TASK REQUIREMENTS: In the listing below, start your output at the line with "pub fn counts_frames(&self)" and end it after the line with "frame corresponds to.", copying every line exactly.
***
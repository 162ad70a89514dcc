//! The seam between the orchestrator and the concrete tools.
//!
//! A [`CommandBuilder`] turns a run configuration plus the paths of one stage
//! into a [`StagePlan`]: the external invocations to run and how their
//! progress is observed. The executor only ever sees the plan.

use std::ffi::{OsStr, OsString};
use std::fmt;
use std::path::{Path, PathBuf};
use std::time::Duration;

use lumen_core::config::RunConfiguration;
use lumen_core::stage::StageName;
use lumen_core::types::{DeviceId, FrameNumber};

use crate::error::StageError;

/// One external process invocation.
#[derive(Debug, Clone, PartialEq)]
pub struct StageCommand {
    pub program: PathBuf,
    pub args: Vec<OsString>,
    /// Working directory; the stage output directory when unset.
    pub working_dir: Option<PathBuf>,
    pub env: Vec<(String, String)>,
}

impl StageCommand {
    pub fn new(program: impl Into<PathBuf>) -> Self {
        Self {
            program: program.into(),
            args: Vec::new(),
            working_dir: None,
            env: Vec::new(),
        }
    }

    pub fn arg(mut self, arg: impl AsRef<OsStr>) -> Self {
        self.args.push(arg.as_ref().to_os_string());
        self
    }

    pub fn args<I, S>(mut self, args: I) -> Self
    where
        I: IntoIterator<Item = S>,
        S: AsRef<OsStr>,
    {
        self.args
            .extend(args.into_iter().map(|a| a.as_ref().to_os_string()));
        self
    }

    pub fn current_dir(mut self, dir: impl Into<PathBuf>) -> Self {
        self.working_dir = Some(dir.into());
        self
    }

    pub fn env(mut self, key: impl Into<String>, value: impl Into<String>) -> Self {
        self.env.push((key.into(), value.into()));
        self
    }

    /// Program name for log lines and error messages.
    pub fn program_name(&self) -> String {
        self.program.display().to_string()
    }
}

impl fmt::Display for StageCommand {
    fn fmt(&self, f: &mut fmt::Formatter<'_>) -> fmt::Result {
        write!(f, "{}", self.program.display())?;
        for arg in &self.args {
            write!(f, " {}", arg.to_string_lossy())?;
        }
        Ok(())
    }
}

/// How the executor observes a stage's progress.
#[derive(Debug, Clone, PartialEq)]
pub enum ProgressSource {
    /// Parse frame numbers out of the tool's output lines.
    Stream,
    /// Count files with `extension` appearing in `dir`, polled on the
    /// configured cadence.
    OutputFiles { dir: PathBuf, extension: String },
    /// Each completed invocation is one processed frame.
    Invocations,
    /// No frame-level progress; the stage jumps to 100% on success.
    Untracked,
}

impl ProgressSource {
    /// Whether the success criterion compares processed and expected frames.
    pub fn counts_frames(&self) -> bool {
        !matches!(self, Self::Untracked)
    }
}

/// Everything the executor needs to run one stage.
#[derive(Debug, Clone, PartialEq)]
pub struct StagePlan {
    pub invocations: Vec<StageCommand>,
    pub progress: ProgressSource,
    /// Frame number the first reported frame corresponds to.
    pub frame_start: FrameNumber,
    /// Expected number of frames; 0 when untracked.
    pub frames_total: u32,
    /// What the stage produces: a frame directory or a single file.
    pub output_location: PathBuf,
}

impl StagePlan {
    pub fn single(command: StageCommand, progress: ProgressSource, output: PathBuf) -> Self {
        Self {
            invocations: vec![command],
            progress,
            frame_start: 1,
            frames_total: 0,
            output_location: output,
        }
    }

    pub fn with_frames(mut self, frame_start: FrameNumber, frames_total: u32) -> Self {
        self.frame_start = frame_start;
        self.frames_total = frames_total;
        self
    }
}

/// Paths and device assigned to one stage.
#[derive(Debug, Clone, PartialEq)]
pub struct StageContext {
    pub stage: StageName,
    /// Output of the previous stage; `None` for the first stage.
    pub input: Option<PathBuf>,
    /// The stage that produced `input`.
    pub previous: Option<StageName>,
    pub output_dir: PathBuf,
    /// Scratch directory removed when the stage ends.
    pub temp_dir: PathBuf,
    /// `None` means CPU.
    pub device: Option<DeviceId>,
}

impl StageContext {
    /// The input directory, or an error naming the stage that needs one.
    pub fn require_input(&self) -> Result<&Path, StageError> {
        self.input.as_deref().ok_or_else(|| {
            StageError::MissingInput(format!("<no input for {} stage>", self.stage))
        })
    }
}

/// Builds stage plans for concrete tools.
pub trait CommandBuilder: Send + Sync {
    fn build(&self, config: &RunConfiguration, ctx: &StageContext) -> Result<StagePlan, StageError>;

    /// Per-invocation time budget override; `None` uses the configured
    /// stage timeout.
    fn timeout(&self, _stage: StageName) -> Option<Duration> {
        None
    }
}

// ---------------------------------------------------------------------------
// Tests
// ---------------------------------------------------------------------------

#[cfg(test)]
mod tests {
    use super::*;

    #[test]
    fn builder_collects_arguments() {
        let cmd = StageCommand::new("ffmpeg")
            .arg("-y")
            .args(["-framerate", "30"])
            .env("CUDA_VISIBLE_DEVICES", "1")
            .current_dir("/tmp");
        assert_eq!(cmd.args.len(), 3);
        assert_eq!(cmd.env, vec![("CUDA_VISIBLE_DEVICES".to_string(), "1".to_string())]);
        assert_eq!(cmd.working_dir.as_deref(), Some(Path::new("/tmp")));
        assert_eq!(cmd.to_string(), "ffmpeg -y -framerate 30");
    }

    #[test]
    fn untracked_does_not_count_frames() {
        assert!(!ProgressSource::Untracked.counts_frames());
        assert!(ProgressSource::Stream.counts_frames());
        assert!(ProgressSource::Invocations.counts_frames());
    }

    #[test]
    fn missing_input_is_reported() {
        let ctx = StageContext {
            stage: StageName::Encode,
            input: None,
            previous: None,
            output_dir: PathBuf::from("/out/encoded"),
            temp_dir: PathBuf::from("/out/.tmp"),
            device: None,
        };
        assert!(ctx.require_input().is_err());
    }
}
use std::io;
use std::path::{Path, PathBuf};

use lumen_core::stage::StageName;
use tempfile::TempDir;

/// Directories owned by one stage for the duration of its execution.
///
/// The output directory persists (it feeds the next stage). The scratch
/// directory is deleted when the workspace is dropped, which happens when
/// the stage returns, whatever its outcome.
#[derive(Debug)]
pub struct StageWorkspace {
    output_dir: PathBuf,
    temp: TempDir,
}

impl StageWorkspace {
    /// Prepare `<output_root>/<stage dir>` and a scratch directory next to it.
    ///
    /// Frames left in the stage directory by an earlier run are removed so
    /// that file-count progress starts from zero.
    pub fn create(output_root: &Path, stage: StageName) -> io::Result<Self> {
        std::fs::create_dir_all(output_root)?;
        let output_dir = output_root.join(stage.output_dir_name());
        if output_dir.exists() {
            std::fs::remove_dir_all(&output_dir)?;
        }
        std::fs::create_dir_all(&output_dir)?;
        let temp = tempfile::Builder::new()
            .prefix(&format!(".lumen-{}-", stage.as_str()))
            .tempdir_in(output_root)?;
        Ok(Self { output_dir, temp })
    }

    pub fn output_dir(&self) -> &Path {
        &self.output_dir
    }

    pub fn temp_dir(&self) -> &Path {
        self.temp.path()
    }
}

// ---------------------------------------------------------------------------
// Tests
// ---------------------------------------------------------------------------
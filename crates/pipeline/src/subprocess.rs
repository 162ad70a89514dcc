//! Subprocess plumbing shared by all stages.
//!
//! [`spawn`] starts a tool with both output streams piped and forwards
//! their lines, merged in arrival order, over a channel. The streams are
//! drained by dedicated tasks so a chatty tool never blocks on a full pipe.

use std::path::Path;
use std::process::{ExitStatus, Stdio};
use std::time::Duration;

use tokio::io::{AsyncBufReadExt, AsyncRead, BufReader};
use tokio::process::{Child, Command};
use tokio::sync::mpsc;

use crate::command::StageCommand;
use crate::error::StageError;

/// Longest line forwarded. The rest of an overlong line is discarded.
pub const MAX_LINE_BYTES: usize = 64 * 1024;

/// Lines buffered between the stream readers and the executor.
const LINE_CHANNEL_CAPACITY: usize = 1024;

/// A launched tool and the receiving end of its output lines.
#[derive(Debug)]
pub struct RunningTool {
    pub child: Child,
    /// Closed once both stdout and stderr reach EOF.
    pub lines: mpsc::Receiver<String>,
}

/// Spawn `command`, running in `default_dir` unless it names its own
/// working directory.
pub fn spawn(command: &StageCommand, default_dir: &Path) -> Result<RunningTool, StageError> {
    let mut cmd = Command::new(&command.program);
    cmd.args(&command.args)
        .current_dir(command.working_dir.as_deref().unwrap_or(default_dir))
        .stdin(Stdio::null())
        .stdout(Stdio::piped())
        .stderr(Stdio::piped())
        .kill_on_drop(true);
    for (key, value) in &command.env {
        cmd.env(key, value);
    }

    let mut child = cmd.spawn().map_err(|source| StageError::Launch {
        program: command.program_name(),
        source,
    })?;

    let (tx, rx) = mpsc::channel(LINE_CHANNEL_CAPACITY);
    if let Some(stdout) = child.stdout.take() {
        tokio::spawn(forward_lines(stdout, tx.clone()));
    }
    if let Some(stderr) = child.stderr.take() {
        tokio::spawn(forward_lines(stderr, tx));
    }

    Ok(RunningTool { child, lines: rx })
}

/// Read `reader` line by line until EOF. Invalid UTF-8 is replaced rather
/// than ending the stream; lines are cut at [`MAX_LINE_BYTES`].
async fn forward_lines<R: AsyncRead + Unpin>(reader: R, tx: mpsc::Sender<String>) {
    let mut reader = BufReader::new(reader);
    let mut buf = Vec::new();
    loop {
        buf.clear();
        match read_line_capped(&mut reader, &mut buf, MAX_LINE_BYTES).await {
            Ok(false) => break,
            Ok(true) => {
                let line = String::from_utf8_lossy(&buf);
                let line = line.trim_end_matches(['\r', '\n']);
                if tx.send(line.to_string()).await.is_err() {
                    break;
                }
            }
            Err(e) => {
                tracing::warn!(error = %e, "Failed to read tool output");
                break;
            }
        }
    }
}

/// Like `read_until(b'\n')`, but keeps at most `cap` bytes of the line and
/// consumes the remainder. Returns `false` at EOF with nothing read.
async fn read_line_capped<R: tokio::io::AsyncBufRead + Unpin>(
    reader: &mut R,
    buf: &mut Vec<u8>,
    cap: usize,
) -> std::io::Result<bool> {
    let mut read_any = false;
    loop {
        let available = reader.fill_buf().await?;
        if available.is_empty() {
            return Ok(read_any);
        }
        read_any = true;
        let (chunk, complete) = match available.iter().position(|&b| b == b'\n') {
            Some(end) => (&available[..=end], true),
            None => (available, false),
        };
        let room = cap.saturating_sub(buf.len());
        buf.extend_from_slice(&chunk[..chunk.len().min(room)]);
        let used = chunk.len();
        reader.consume(used);
        if complete {
            return Ok(true);
        }
    }
}

/// Stop a running tool: a polite termination signal first, then a hard
/// kill once `grace` has elapsed.
pub async fn terminate(child: &mut Child, grace: Duration) -> Option<ExitStatus> {
    if let Ok(Some(status)) = child.try_wait() {
        return Some(status);
    }

    if !grace.is_zero() && request_termination(child) {
        if let Ok(Ok(status)) = tokio::time::timeout(grace, child.wait()).await {
            return Some(status);
        }
        tracing::warn!(grace_secs = grace.as_secs(), "Tool ignored termination request, killing");
    }

    if let Err(e) = child.kill().await {
        tracing::warn!(error = %e, "Failed to kill tool");
        return None;
    }
    child.try_wait().ok().flatten()
}

#[cfg(unix)]
fn request_termination(child: &Child) -> bool {
    let Some(pid) = child.id() else {
        return false;
    };
    let Ok(pid) = libc::pid_t::try_from(pid) else {
        return false;
    };
    // SAFETY: `pid` is our own un-reaped child, so it cannot have been recycled.
    unsafe { libc::kill(pid, libc::SIGTERM) == 0 }
}

#[cfg(not(unix))]
fn request_termination(_child: &Child) -> bool {
    false
}

/// Number of regular files in `dir` whose extension is `extension`
/// (case-insensitive). A missing directory counts as zero.
pub async fn count_files(dir: &Path, extension: &str) -> std::io::Result<u32> {
    let mut entries = match tokio::fs::read_dir(dir).await {
        Ok(entries) => entries,
        Err(e) if e.kind() == std::io::ErrorKind::NotFound => return Ok(0),
        Err(e) => return Err(e),
    };
    let mut count = 0u32;
    while let Some(entry) = entries.next_entry().await? {
        let path = entry.path();
        let matches = path
            .extension()
            .and_then(|e| e.to_str())
            .is_some_and(|e| e.eq_ignore_ascii_case(extension));
        if matches && entry.file_type().await?.is_file() {
            count = count.saturating_add(1);
        }
    }
    Ok(count)
}

// ---------------------------------------------------------------------------
// Tests
// ---------------------------------------------------------------------------
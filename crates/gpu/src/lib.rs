//! NVIDIA device discovery for the render pipeline.

pub mod collector;
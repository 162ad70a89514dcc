//! Observer interface for live stage progress.

use lumen_core::stage::{StageName, StageResult};

/// Receives progress and diagnostic lines while a stage runs.
///
/// Callbacks are invoked from the executor task, in line order, and must
/// not block.
pub trait ProgressSink: Send + Sync {
    /// Percentage (0-100) plus a human-readable message.
    fn on_progress(&self, stage: StageName, percent: f64, message: &str);

    /// An error or warning line emitted by the tool.
    fn on_log(&self, stage: StageName, line: &str);

    /// The stage result changed (status, counts, logs).
    fn on_stage_update(&self, _result: &StageResult) {}
}

/// Discards everything.
#[derive(Debug, Clone, Copy, Default)]
pub struct NullSink;

impl ProgressSink for NullSink {
    fn on_progress(&self, _stage: StageName, _percent: f64, _message: &str) {}

    fn on_log(&self, _stage: StageName, _line: &str) {}
}

/// Forwards progress to `tracing`.
#[derive(Debug, Clone, Copy, Default)]
pub struct TracingSink;

impl ProgressSink for TracingSink {
    fn on_progress(&self, stage: StageName, percent: f64, message: &str) {
        tracing::info!(stage = %stage, percent = format!("{percent:.1}"), "{message}");
    }

    fn on_log(&self, stage: StageName, line: &str) {
        tracing::warn!(stage = %stage, "{line}");
    }
}
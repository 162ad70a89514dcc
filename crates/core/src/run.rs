//! Pipeline run state machine and snapshot.
//!
//! ```text
//! Idle -> Rendering -> Denoising -> [Upscaling] -> [Interpolating] -> Encoding -> Complete
//!           \______________ any non-terminal state ______________/
//!                               |            |
//!                            Failed      Cancelled
//! ```
//!
//! `Complete`, `Failed` and `Cancelled` are terminal. A new run may start
//! from `Idle` or any terminal state.

use std::path::PathBuf;
use std::time::Duration;

use serde::{Deserialize, Serialize};
use uuid::Uuid;

use crate::config::{DenoiseMethod, RunConfiguration};
use crate::error::CoreError;
use crate::stage::{StageFailure, StageName, StageResult, StageStatus};
use crate::types::{DeviceId, Timestamp};

/// Orchestrator state.
#[derive(Debug, Clone, Copy, PartialEq, Eq, Serialize, Deserialize)]
#[serde(rename_all = "snake_case")]
pub enum PipelineState {
    Idle,
    Rendering,
    Denoising,
    Upscaling,
    Interpolating,
    Encoding,
    Complete,
    Failed,
    Cancelled,
}

impl PipelineState {
    pub fn for_stage(stage: StageName) -> Self {
        match stage {
            StageName::Render => Self::Rendering,
            StageName::Denoise => Self::Denoising,
            StageName::Upscale => Self::Upscaling,
            StageName::Interpolate => Self::Interpolating,
            StageName::Encode => Self::Encoding,
        }
    }

    pub fn stage(self) -> Option<StageName> {
        match self {
            Self::Rendering => Some(StageName::Render),
            Self::Denoising => Some(StageName::Denoise),
            Self::Upscaling => Some(StageName::Upscale),
            Self::Interpolating => Some(StageName::Interpolate),
            Self::Encoding => Some(StageName::Encode),
            _ => None,
        }
    }

    pub fn is_terminal(self) -> bool {
        matches!(self, Self::Complete | Self::Failed | Self::Cancelled)
    }

    /// Whether `self -> to` is an edge of the state machine.
    ///
    /// Stage states only move forward; skipped optional stages are
    /// simply jumped over.
    pub fn can_transition_to(self, to: Self) -> bool {
        if self.is_terminal() {
            return false;
        }
        match (self, to) {
            (_, Self::Failed) | (_, Self::Cancelled) => true,
            (Self::Idle, Self::Rendering) => true,
            (Self::Encoding, Self::Complete) => true,
            (from, to) => match (from.stage(), to.stage()) {
                (Some(a), Some(b)) => a < b,
                _ => false,
            },
        }
    }
}

/// Overall status derived from the stage results.
#[derive(Debug, Clone, Copy, PartialEq, Eq, Serialize, Deserialize)]
#[serde(rename_all = "snake_case")]
pub enum RunStatus {
    Idle,
    Running,
    Succeeded,
    Failed,
    Cancelled,
}

/// Ordered list of stages enabled by `config`.
pub fn plan_stages(config: &RunConfiguration) -> Vec<StageName> {
    let mut stages = vec![StageName::Render];
    if config.denoise != DenoiseMethod::None {
        stages.push(StageName::Denoise);
    }
    if config.upscale {
        stages.push(StageName::Upscale);
    }
    if config.interpolate {
        stages.push(StageName::Interpolate);
    }
    stages.push(StageName::Encode);
    stages
}

/// Snapshot of one pipeline run. Owned by the orchestrator; observers
/// receive clones.
#[derive(Debug, Clone, PartialEq, Serialize, Deserialize)]
pub struct PipelineRun {
    pub run_id: Option<Uuid>,
    pub state: PipelineState,
    /// Enabled stages in execution order.
    pub planned: Vec<StageName>,
    /// One result per stage that has started, in execution order.
    pub stages: Vec<StageResult>,
    pub device: Option<DeviceId>,
    pub started_at: Option<Timestamp>,
    pub ended_at: Option<Timestamp>,
    /// Final artifact (the encoded video) on success.
    pub output: Option<PathBuf>,
    /// First halting failure.
    pub failure: Option<StageFailure>,
}

impl Default for PipelineRun {
    fn default() -> Self {
        Self::idle()
    }
}

impl PipelineRun {
    /// The snapshot before any run has been started.
    pub fn idle() -> Self {
        Self {
            run_id: None,
            state: PipelineState::Idle,
            planned: Vec::new(),
            stages: Vec::new(),
            device: None,
            started_at: None,
            ended_at: None,
            output: None,
            failure: None,
        }
    }

    pub fn new(
        run_id: Uuid,
        planned: Vec<StageName>,
        device: Option<DeviceId>,
        now: Timestamp,
    ) -> Self {
        Self {
            run_id: Some(run_id),
            planned,
            device,
            started_at: Some(now),
            ..Self::idle()
        }
    }

    pub fn status(&self) -> RunStatus {
        if self.state == PipelineState::Idle && self.stages.is_empty() {
            return if self.run_id.is_some() {
                RunStatus::Running
            } else {
                RunStatus::Idle
            };
        }
        if self.stages.iter().any(|s| s.status == StageStatus::Failed)
            || self.state == PipelineState::Failed
        {
            return RunStatus::Failed;
        }
        if self.stages.iter().any(|s| s.status == StageStatus::Cancelled)
            || self.state == PipelineState::Cancelled
        {
            return RunStatus::Cancelled;
        }
        let all_done = self.stages.len() == self.planned.len()
            && self.stages.iter().all(|s| s.status == StageStatus::Succeeded);
        if self.state == PipelineState::Complete && all_done {
            RunStatus::Succeeded
        } else {
            RunStatus::Running
        }
    }

    pub fn stage(&self, name: StageName) -> Option<&StageResult> {
        self.stages.iter().find(|s| s.stage == name)
    }

    pub fn current_stage(&self) -> Option<&StageResult> {
        self.stages.last().filter(|s| !s.is_terminal())
    }

    pub fn duration(&self) -> Option<Duration> {
        let (start, end) = (self.started_at?, self.ended_at?);
        end.signed_duration_since(start).to_std().ok()
    }

    /// Move the state machine; illegal edges are rejected.
    pub fn transition(&mut self, to: PipelineState) -> Result<(), CoreError> {
        if !self.state.can_transition_to(to) {
            return Err(CoreError::Internal(format!(
                "illegal pipeline transition {:?} -> {:?}",
                self.state, to
            )));
        }
        self.state = to;
        Ok(())
    }

    /// Enter the state for `result.stage` and record its result.
    pub fn begin_stage(&mut self, result: StageResult) -> Result<(), CoreError> {
        self.transition(PipelineState::for_stage(result.stage))?;
        self.stages.push(result);
        Ok(())
    }

    /// Replace the in-flight result for `result.stage`.
    pub fn update_stage(&mut self, result: &StageResult) {
        if let Some(slot) = self.stages.iter_mut().rev().find(|s| s.stage == result.stage) {
            slot.clone_from(result);
        }
    }

    pub fn complete(&mut self, now: Timestamp, output: Option<PathBuf>) -> Result<(), CoreError> {
        self.transition(PipelineState::Complete)?;
        self.output = output;
        self.ended_at = Some(now);
        Ok(())
    }

    pub fn fail(&mut self, now: Timestamp, failure: StageFailure) -> Result<(), CoreError> {
        self.transition(PipelineState::Failed)?;
        self.failure.get_or_insert(failure);
        self.ended_at = Some(now);
        Ok(())
    }

    pub fn cancel(&mut self, now: Timestamp) -> Result<(), CoreError> {
        self.transition(PipelineState::Cancelled)?;
        self.ended_at = Some(now);
        Ok(())
    }
}

// ---------------------------------------------------------------------------
// Tests
// ---------------------------------------------------------------------------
***
RESPONSE:
    pub fn counts_frames(&self) -> bool {
        !matches!(self, Self::Untracked)
    }
}

/// Everything the executor needs to run one stage.
#[derive(Debug, Clone, PartialEq)]
pub struct StagePlan {
    pub invocations: Vec<StageCommand>,
    pub progress: ProgressSource,
    /// Frame number the first reported frame corresponds to.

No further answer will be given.